*Exercise objective:* Search the records for the string "ConfigLocation". Copy each line where it occurs.

*Records for the exercise:*

--- START ---

//! netsynth CLI configuration
//!
//! An optional file supplies defaults for the flow and policy paths and the
//! namespace filter. Command-line flags always win over file values.
//!
//! The config file resolution chain (highest priority first):
//! 1. Explicit `--config` flag
//! 2. `NETSYNTH_CONFIG` environment variable
//! 3. `~/.netsynth/config.json`, if it exists
//! 4. Built-in defaults
//!
//! Files are JSON unless their extension is `.yaml` or `.yml`.

use std::path::{Path, PathBuf};

use serde::{Deserialize, Serialize};

use crate::{Error, Result};

const CONFIG_DIR_NAME: &str = ".netsynth";
const CONFIG_FILE_NAME: &str = "config.json";
const NETSYNTH_CONFIG_ENV: &str = "NETSYNTH_CONFIG";

/// Default location of the normalized flow collection
pub const DEFAULT_FLOWS_FILE: &str = "out/flows.json";
/// Default location of the synthesized policy file
pub const DEFAULT_POLICY_FILE: &str = "out/policy.yaml";

/// Persistent CLI defaults.
#[derive(Debug, Clone, Serialize, Deserialize, Default, PartialEq, Eq)]
#[serde(default)]
pub struct NetsynthConfig {
    /// Flow collection read by `propose` and written by `learn`.
    pub flows_file: Option<PathBuf>,
    /// Policy file written by `propose` and read by `verify`.
    pub policy_file: Option<PathBuf>,
    /// Namespace filter for `propose`.
    pub namespace: Option<String>,
}

impl NetsynthConfig {
    pub fn flows_file(&self) -> PathBuf {
        self.flows_file
            .clone()
            .unwrap_or_else(|| PathBuf::from(DEFAULT_FLOWS_FILE))
    }

    pub fn policy_file(&self) -> PathBuf {
        self.policy_file
            .clone()
            .unwrap_or_else(|| PathBuf::from(DEFAULT_POLICY_FILE))
    }

    pub fn namespace(&self) -> Option<&str> {
        self.namespace.as_deref()
    }
}

/// Where a config file was found and whether it has to exist
#[derive(Debug, Clone, PartialEq, Eq)]
pub struct ConfigLocation {
    pub path: PathBuf,
    /// Explicitly requested paths must exist; the home default may not
    pub required: bool,
}

/// Path to `~/.netsynth/config.json`.
pub fn default_config_path() -> Option<PathBuf> {
    dirs::home_dir().map(|home| home.join(CONFIG_DIR_NAME).join(CONFIG_FILE_NAME))
}

/// Resolve the config file location using the priority chain.
pub fn resolve_config_path(explicit: Option<&Path>) -> Option<ConfigLocation> {
    resolve_with(
        explicit,
        std::env::var(NETSYNTH_CONFIG_ENV).ok(),
        default_config_path(),
    )
}

fn resolve_with(
    explicit: Option<&Path>,
    env: Option<String>,
    home_default: Option<PathBuf>,
) -> Option<ConfigLocation> {
    if let Some(path) = explicit {
        return Some(ConfigLocation {
            path: path.to_path_buf(),
            required: true,
        });
    }

    if let Some(path) = env.filter(|p| !p.is_empty()) {
        return Some(ConfigLocation {
            path: PathBuf::from(path),
            required: true,
        });
    }

    home_default.map(|path| ConfigLocation {
        path,
        required: false,
    })
}

/// Load the resolved config, returning defaults when no file applies.
pub fn load_config(explicit: Option<&Path>) -> Result<NetsynthConfig> {
    match resolve_config_path(explicit) {
        Some(location) => load_from(&location),
        None => Ok(NetsynthConfig::default()),
    }
}

fn load_from(location: &ConfigLocation) -> Result<NetsynthConfig> {
    let path = &location.path;
    if !location.required && !path.exists() {
        return Ok(NetsynthConfig::default());
    }

    let data = std::fs::read_to_string(path)
        .map_err(|e| Error::command_failed(format!("failed to read {}: {}", path.display(), e)))?;
    let config = parse_config(path, &data)?;
    tracing::debug!(path = %path.display(), "loaded config");
    Ok(config)
}

fn parse_config(path: &Path, data: &str) -> Result<NetsynthConfig> {
    let is_yaml = matches!(
        path.extension().and_then(|e| e.to_str()),
        Some("yaml") | Some("yml")
    );
    let parsed = if is_yaml {
        serde_yaml::from_str(data).map_err(|e| e.to_string())
    } else {
        serde_json::from_str(data).map_err(|e| e.to_string())
    };
    parsed.map_err(|e| Error::command_failed(format!("failed to parse {}: {}", path.display(), e)))
}

#[cfg(test)]
mod tests {
    use super::*;

    #[test]
    fn config_default_uses_builtin_paths() {
        let config = NetsynthConfig::default();
        assert_eq!(config.flows_file(), PathBuf::from("out/flows.json"));
        assert_eq!(config.policy_file(), PathBuf::from("out/policy.yaml"));
        assert!(config.namespace().is_none());
    }

    #[test]
    fn partial_config_keeps_other_defaults() {
        let config: NetsynthConfig = serde_json::from_str(r#"{"namespace": "prod"}"#).unwrap();
        assert_eq!(config.namespace(), Some("prod"));
        assert_eq!(config.policy_file(), PathBuf::from(DEFAULT_POLICY_FILE));
    }

    // =========================================================================
    // Resolution chain
    // =========================================================================

    #[test]
    fn explicit_flag_beats_env() {
        let loc = resolve_with(
            Some(Path::new("/flag.json")),
            Some("/env.json".to_string()),
            Some(PathBuf::from("/home/.netsynth/config.json")),
        )
        .unwrap();
        assert_eq!(loc.path, PathBuf::from("/flag.json"));
        assert!(loc.required);
    }

    #[test]
    fn env_beats_home_default() {
        let loc = resolve_with(
            None,
            Some("/env.json".to_string()),
            Some(PathBuf::from("/home/.netsynth/config.json")),
        )
        .unwrap();
        assert_eq!(loc.path, PathBuf::from("/env.json"));
        assert!(loc.required);
    }

    #[test]
    fn empty_env_falls_through_to_home() {
        let loc = resolve_with(
            None,
            Some(String::new()),
            Some(PathBuf::from("/home/.netsynth/config.json")),
        )
        .unwrap();
        assert!(!loc.required);
    }

    #[test]
    fn no_sources_resolves_to_nothing() {
        assert!(resolve_with(None, None, None).is_none());
    }

    // =========================================================================
    // Loading
    // =========================================================================

    #[test]
    fn missing_optional_file_yields_defaults() {
        let dir = tempfile::tempdir().unwrap();
        let loc = ConfigLocation {
            path: dir.path().join("config.json"),
            required: false,
        };
        assert_eq!(load_from(&loc).unwrap(), NetsynthConfig::default());
    }

    #[test]
    fn missing_required_file_is_an_error() {
        let dir = tempfile::tempdir().unwrap();
        let loc = ConfigLocation {
            path: dir.path().join("config.json"),
            required: true,
        };
        assert!(matches!(load_from(&loc), Err(Error::CommandFailed { .. })));
    }

    #[test]
    fn loads_json_and_yaml() {
        let dir = tempfile::tempdir().unwrap();
        let json = dir.path().join("config.json");
        std::fs::write(&json, r#"{"flows_file": "data/flows.json"}"#).unwrap();
        let yaml = dir.path().join("config.yaml");
        std::fs::write(&yaml, "policy_file: data/policy.yaml\nnamespace: prod\n").unwrap();

        let config = load_config(Some(&json)).unwrap();
        assert_eq!(config.flows_file(), PathBuf::from("data/flows.json"));

        let config = load_config(Some(&yaml)).unwrap();
        assert_eq!(config.policy_file(), PathBuf::from("data/policy.yaml"));
        assert_eq!(config.namespace(), Some("prod"));
    }

    #[test]
    fn malformed_file_names_the_path() {
        let dir = tempfile::tempdir().unwrap();
        let path = dir.path().join("config.json");
        std::fs::write(&path, "{not json").unwrap();
        let err = load_config(Some(&path)).unwrap_err();
        assert!(err.to_string().contains("config.json"));
    }
}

--- END ---

*Response for this exercise:*
pub struct ConfigLocation {
pub fn resolve_config_path(explicit: Option<&Path>) -> Option<ConfigLocation> {
) -> Option<ConfigLocation> {
        return Some(ConfigLocation {
        return Some(ConfigLocation {
    home_default.map(|path| ConfigLocation {
fn load_from(location: &ConfigLocation) -> Result<NetsynthConfig> {
        let loc = ConfigLocation {
        let loc = ConfigLocation {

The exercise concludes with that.